Public commons & public health & public wellbeing

I've got a bit of SPAM in front of me asking

Do you think public smoking should be banned?

Well, yes I do think public smoking should be banned. However I've been aware the last couple years of howls of protest over this. They're howling of intrusion, by government, into peoples private choices and affairs. That it prohibits the smokers right to enjoy their vice.

As I sit here eating my chocolate truffles, let me say I do appreciate vices (to an extent). However smoking is something which affects others just as much or more so than it affects the smokers.

I'm talking about second hand smoke. There have been many studies about the effect of smoking on others. This ranges from infants in utero to mothers who smoke, to serving persons in bars and restaurents, to anybody else unfortunate enough to sit next to smokers. I'm sure a google search will turn up lots of information so I won't go into it here.
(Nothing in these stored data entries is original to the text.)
//! The per-CPU scheduling timer: the periodic tick handler, oneshot mode
//! switching, and restarting a stopped tick.
use super::{AccountingReason, TickMode, TickSched, TickState};
use crate::{
    jiffies::nanos, loom::sync::atomic::Ordering::*, platform::AccountKind, AlreadyPast, CpuId,
    Instant, Platform,
};
use core::time::Duration;

/// The expiry of a CPU's tick timer.
///
/// This only tracks where the next tick falls; arming it is done through the
/// platform's event device.
#[derive(Copy, Clone, Debug, Eq, PartialEq)]
pub(super) struct SchedTimer {
    expires: Instant,
}

impl SchedTimer {
    pub(super) const fn new() -> Self {
        Self {
            expires: Instant::ZERO,
        }
    }

    #[inline]
    pub(super) fn expires(&self) -> Instant {
        self.expires
    }

    #[inline]
    pub(super) fn set_expires(&mut self, expires: Instant) {
        self.expires = expires;
    }

    /// Moves the expiry forward by whole multiples of `interval` until it lies
    /// strictly after `now`.
    ///
    /// Returns the number of intervals skipped, or zero if the expiry was
    /// already in the future.
    pub(super) fn forward(&mut self, now: Instant, interval: Duration) -> u64 {
        let now = now.as_nanos();
        let mut expires = self.expires.as_nanos();
        if now < expires {
            return 0;
        }

        let interval = nanos(interval).max(1);
        let delta = now - expires;
        let mut overruns = 1;
        if delta >= interval {
            overruns = delta / interval;
            expires = expires.saturating_add(interval.saturating_mul(overruns));
            if expires > now {
                self.expires = Instant::from_nanos(expires);
                return overruns;
            }
            overruns += 1;
        }
        self.expires = Instant::from_nanos(expires.saturating_add(interval));
        overruns
    }
}

impl<P: Platform> TickSched<P> {
    /// Handles `cpu`'s tick.
    ///
    /// This is the scheduling timer callback, shared by the low-resolution
    /// oneshot handler and the high-resolution tick emulation. It picks up an
    /// unassigned timekeeping duty, advances the time base if this CPU holds
    /// the duty, charges one tick to the running context, and arms the next
    /// tick.
    pub fn on_tick(&self, cpu: CpuId) {
        let mut ts = self.lock(cpu);
        let mut now = self.platform.now();
        ts.next_event = Instant::MAX;

        // Two CPUs may race to pick up a dropped duty. That is harmless, since
        // advancing the time base is idempotent.
        self.duty.claim_if_unassigned(cpu);
        if self.duty.is_holder(cpu) {
            self.jiffies.advance(now);
        }

        // This tick is charged directly below, so the flush when the tick
        // restarts must not count it again.
        if ts.tick_stopped {
            ts.saved_jiffies = ts.saved_jiffies.wrapping_add(1);
        }

        let current = self.platform.current(cpu);
        let kind = if current.idle {
            AccountKind::Idle
        } else if current.user_mode {
            AccountKind::User
        } else {
            AccountKind::System
        };
        self.platform.account_ticks(kind, cpu, 1);
        test_trace!(%cpu, ?kind, jiffies = self.jiffies.get(), "tick");

        if ts.mode == TickMode::Inactive && !ts.highres {
            // the periodic device rearms itself
            return;
        }

        let period = self.cpu_tick_period(cpu);
        loop {
            ts.timer.forward(now, period);
            let expires = ts.timer.expires();
            if self.program(cpu, &mut ts, expires) {
                break;
            }
            now = self.platform.now();
            self.jiffies.advance(now);
        }
    }

    /// Marks every CPU's clock configuration as changed, so that each CPU
    /// rechecks whether it can switch to oneshot operation.
    pub fn notify_clock_changed(&self) {
        tracing::debug!("clock source changed");
        for slot in self.cpus.iter() {
            slot.check_clocks.store(true, Release);
        }
    }

    /// Marks `cpu`'s clock configuration as changed after its event device
    /// changed.
    pub fn notify_event_device_changed(&self, cpu: CpuId) {
        tracing::debug!(%cpu, "event device changed");
        self.slot(cpu).check_clocks.store(true, Release);
    }

    /// Checks whether a clock change made oneshot operation possible on
    /// `cpu`.
    ///
    /// If `allow_nohz` is `true`, the CPU switches to low-resolution tickless
    /// operation itself. Otherwise, this returns `true` when the caller should
    /// switch the CPU to high-resolution operation with
    /// [`TickSched::setup_sched_timer`].
    pub fn check_oneshot_change(&self, cpu: CpuId, allow_nohz: bool) -> bool {
        if !self.slot(cpu).check_clocks.swap(false, AcqRel) {
            return false;
        }

        if self.lock(cpu).mode != TickMode::Inactive {
            return false;
        }

        if !self.platform.valid_for_highres() || !self.platform.oneshot_available(cpu) {
            return false;
        }

        if !allow_nohz {
            return true;
        }

        self.switch_to_nohz(cpu);
        false
    }

    /// Switches `cpu` to low-resolution tickless operation.
    ///
    /// Returns `true` if the switch happened. Nothing changes if tickless
    /// operation is disabled or the CPU's event device cannot run in oneshot
    /// mode.
    pub fn switch_to_nohz(&self, cpu: CpuId) -> bool {
        if !self.tunables.is_enabled() {
            return false;
        }

        if !self.platform.oneshot_available(cpu) {
            tracing::debug!(%cpu, "no oneshot event device, staying periodic");
            return false;
        }

        let mut ts = self.lock(cpu);
        ts.mode = TickMode::LowRes;

        let period = self.jiffies.period();
        let next = self.jiffies.init_or_get_next_deadline();
        ts.timer.set_expires(next);
        loop {
            let expires = ts.timer.expires();
            if self.program(cpu, &mut ts, expires) {
                break;
            }
            ts.timer.forward(self.platform.now(), period);
        }

        tracing::info!(%cpu, first_tick = %ts.timer.expires(), "switched to nohz mode");
        true
    }

    /// Sets up `cpu`'s high-resolution tick emulation timer, aligned to the
    /// global tick phase.
    ///
    /// If tickless operation is enabled, the CPU then runs in
    /// [`TickMode::HighRes`].
    pub fn setup_sched_timer(&self, cpu: CpuId) {
        let mut ts = self.lock(cpu);
        let mut now = self.platform.now();
        let period = self.cpu_tick_period(cpu);

        ts.highres = true;
        ts.timer.set_expires(self.jiffies.init_or_get_next_deadline());
        loop {
            ts.timer.forward(now, period);
            let expires = ts.timer.expires();
            if self.program(cpu, &mut ts, expires) {
                break;
            }
            now = self.platform.now();
        }

        if self.tunables.is_enabled() {
            ts.mode = TickMode::HighRes;
        }
        tracing::info!(%cpu, mode = ?ts.mode, first_tick = %ts.timer.expires(), "sched timer set up");
    }

    /// Tears down `cpu`'s scheduling timer when the CPU goes away.
    ///
    /// The CPU returns to [`TickMode::Inactive`] with its tick running, and
    /// no longer counts as busy-adaptive.
    pub fn cancel_sched_timer(&self, cpu: CpuId) {
        let mut ts = self.lock(cpu);
        if ts.highres {
            self.platform.cancel(cpu);
            ts.highres = false;
            ts.next_event = Instant::MAX;
        }
        self.duty.clear_busy_adaptive(cpu);
        ts.mode = TickMode::Inactive;
        ts.tick_stopped = false;
        ts.nohz_flag = false;
        ts.saved_reason = AccountingReason::None;
        tracing::debug!(%cpu, "sched timer cancelled");
    }

    /// Restarts a stopped tick: catches the time base up and re-arms the
    /// scheduling timer at its original phase.
    pub(super) fn restart_tick(&self, cpu: CpuId, ts: &mut TickState, now: Instant) {
        self.jiffies.advance(now);
        ts.tick_stopped = false;
        ts.idle_exit_time = now;
        self.restart_timer(cpu, ts, now);
        tracing::debug!(%cpu, jiffies = self.jiffies.get(), next_tick = %ts.timer.expires(), "restart tick");
    }

    fn restart_timer(&self, cpu: CpuId, ts: &mut TickState, mut now: Instant) {
        if ts.mode == TickMode::HighRes {
            self.platform.cancel(cpu);
        }
        ts.timer.set_expires(ts.last_tick);

        let period = self.cpu_tick_period(cpu);
        loop {
            ts.timer.forward(now, period);
            let expires = ts.timer.expires();
            if self.program(cpu, ts, expires) {
                return;
            }
            self.jiffies.advance(now);
            now = self.platform.now();
        }
    }

    /// Arms `cpu`'s event device at `deadline`.
    ///
    /// Returns `false` if the deadline had already passed by the time the
    /// device was armed, in which case no interrupt is pending.
    pub(super) fn program(&self, cpu: CpuId, ts: &mut TickState, deadline: Instant) -> bool {
        ts.timer.set_expires(deadline);
        match self.platform.program(cpu, deadline) {
            Ok(()) => {
                ts.next_event = deadline;
                let armed = self.platform.is_armed(cpu);
                if !armed {
                    test_trace!(%cpu, %deadline, "timer expired while arming");
                }
                armed
            }
            Err(AlreadyPast { .. }) => {
                test_trace!(%cpu, %deadline, "timer deadline already past");
                false
            }
        }
    }
}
The point is when you are in public you are participating in the commons. This is a concept I remember from high school history, the term common law is also known as the law of the commons. In that historical context the commons are areas set aside by the people of an area for the common use of all the people in the area. For example, in that historical context, it is the commons where people would graze their sheep or other livestock. The societies of that time had a set of laws specifically governing the commons. In other words, the common law governed these commons.

Say we're in a restaurent and people at the next table over are smoking up a storm. They may claim it's their right to enjoy their tobacco, right? However, their smoke simply travels through the air and eventually enters my lungs. In effect they have damaged me because of their vice.

The air in that restaurent is a kind of commons. In fact, the air everywhere, and likewise the water everywhere, is a kind of commons. We all affect the health of the air and water, and at the same time we all breath/drink the air and water. It is something that is, er, common to all of us.

This is how we need to view the environment, that it is a commons, and needs to be treated as common territory. When there's something that's shared in common, such as the air, we can't allow individual "rights" to trump the group wellbeing. Instead the group wellbeing must trump the individual "rights". Otherwise we all suffer.

For example the contents of gasoline and diesel fuel are known to be carcinogenic, especially when burned in a internal-combustion-engine. The exhaust from burning these fuels enters the atmosphere, we breath it, and it is known to cause cancers and other nasty diseases.

Obviously the public wellbeing is being trumped here by something. Many other chemicals have been suspended for the same reason, so why not gasoline and diesel? Obviously part of the WHY is that the gasoline industry would die, as would our quality of life, if the use of gasoline and diesel were suspended because it's carcinogenic.